In the first episode, we learned that in the wake of Rick Grimes’s coma and the zombie outbreak, Rick’s partner, Shane, has taken it upon himself to keep Rick’s wife, Sarah, and kid safe. However, Shane is also in love with his wife, and it would seem Rick’s wife is reciprocating, neither of them knowing he’s alive. The beginning of this episode finds Rick’s wife alone in the woods, hearing noises in the trees. Surprise! It’s Shane, here to sex her up. However, as she takes off her shirt, they both get caught in a net of awkwardness as they silently acknowledge the necklace with Rick’s wedding ring around her neck. Shane stares her down until she takes it off and places it in the grass with some slight reluctance. They then proceed to get down to business. It’s a not-so-subtle way to drive the point home, but hey, it really drives the point home.
Grimesy finds a way out of the tank thanks to an Asian kid named Glenn. He meets up with Glenn and a couple other survivors who have holed up in a department store.
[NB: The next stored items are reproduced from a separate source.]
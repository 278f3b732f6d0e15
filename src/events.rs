//! Connection lifecycle notifications.
//!
//! The session registry owns an [`EventNotifier`] and fires a
//! [`LifecycleEvent`] whenever a connection joins or leaves. Listeners run on
//! the registry's control loop, one at a time, so they should return quickly
//! and hand longer work to a spawned task.

use std::{fmt, sync::Arc};

use crate::{panic, session::ConnectionId};

/// What happened to a connection.
#[derive(Clone, Copy, Debug, PartialEq, Eq, Hash)]
pub enum LifecycleEventKind {
    Connected,
    Disconnected,
}

/// A connection joined or left the registry.
#[derive(Clone, Copy, Debug, PartialEq, Eq)]
pub struct LifecycleEvent {
    pub kind: LifecycleEventKind,
    pub connection: ConnectionId,
    /// Live connections after the event was applied.
    pub session_count: usize,
}

/// Callback invoked for lifecycle events.
pub type Listener = Arc<dyn Fn(&LifecycleEvent) + Send + Sync>;

/// Typed listener lists, one per event kind.
#[derive(Clone, Default)]
pub struct EventNotifier {
    connected: Vec<Listener>,
    disconnected: Vec<Listener>,
}

impl fmt::Debug for EventNotifier {
    fn fmt(&self, f: &mut fmt::Formatter<'_>) -> fmt::Result {
        f.debug_struct("EventNotifier")
            .field("connected", &self.connected.len())
            .field("disconnected", &self.disconnected.len())
            .finish()
    }
}

impl EventNotifier {
    #[must_use]
    pub fn new() -> Self { Self::default() }

    /// Register `listener` for events of `kind`.
    pub fn on<F>(&mut self, kind: LifecycleEventKind, listener: F)
    where
        F: Fn(&LifecycleEvent) + Send + Sync + 'static,
    {
        self.listeners_mut(kind).push(Arc::new(listener));
    }

    /// Number of listeners registered for `kind`.
    #[must_use]
    pub fn listener_count(&self, kind: LifecycleEventKind) -> usize {
        match kind {
            LifecycleEventKind::Connected => self.connected.len(),
            LifecycleEventKind::Disconnected => self.disconnected.len(),
        }
    }

    /// Deliver `event` to every listener of its kind, in registration order.
    ///
    /// A panicking listener is logged and skipped.
    pub fn notify(&self, event: &LifecycleEvent) {
        let listeners = match event.kind {
            LifecycleEventKind::Connected => &self.connected,
            LifecycleEventKind::Disconnected => &self.disconnected,
        };
        for listener in listeners {
            if let Err(panic) = panic::catch(|| listener(event)) {
                tracing::error!(
                    connection = %event.connection,
                    kind = ?event.kind,
                    %panic,
                    "lifecycle listener panicked"
                );
            }
        }
    }

    fn listeners_mut(&mut self, kind: LifecycleEventKind) -> &mut Vec<Listener> {
        match kind {
            LifecycleEventKind::Connected => &mut self.connected,
            LifecycleEventKind::Disconnected => &mut self.disconnected,
        }
    }
}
However, Rick’s gun rampage to and from the tank has attracted them all to follow him right up to their hideout. The department store environment really gives this episode that Dawn of the Dead feel, which is one of a few homages in this episode. Anyway, they have to defuse a situation where the token racist asshat in the group is all coked up and beating people down all over the place. Grimes utilizes his distractedness to get him handcuffed to a pipe. I don’t wanna spoil it, but the outcome of that idiot’s situation is one of the best plot points of the episode.
To escape the department store, the only thing they can do is cover themselves in zombie blood so as to not be noticed, a la Arnold’s hulking ass in Predator, which was another nice homage, although one that slightly tends to initiate the gag reflex. Glenn ends up hanging a length of intestines around his neck like some festive popcorn on a Christmas tree. I really liked how Grimes made it a point to recognize that this man that they’re about to spill open was at one point not a zombie, just human like them. Taking the time to make the show reflect real life as much as possible will absolutely pay off, and added a fantastic sobering juxtaposition to the high-intensity action that they were in the midst of. Was their scheme enough to get them safely out of the department store to another location? You gotta watch to find out.
When you step back and look at The Walking Dead, it really has everything that zombie media should, and more. The tone of the show is gritty, dark, and almost hopeless. It even somehow manages to feel like an old zombie movie, while staying entirely current. The only zombie film I’ve seen that can come anywhere near matching The Walking Dead’s intensity is 28 Days Later. The Walking Dead is the kind of show that doesn’t cut away when a man has to chop apart a zombie with an axe. And for that, I thank you, Frank Darabont. If you’re not watching this show, you must be a zombie.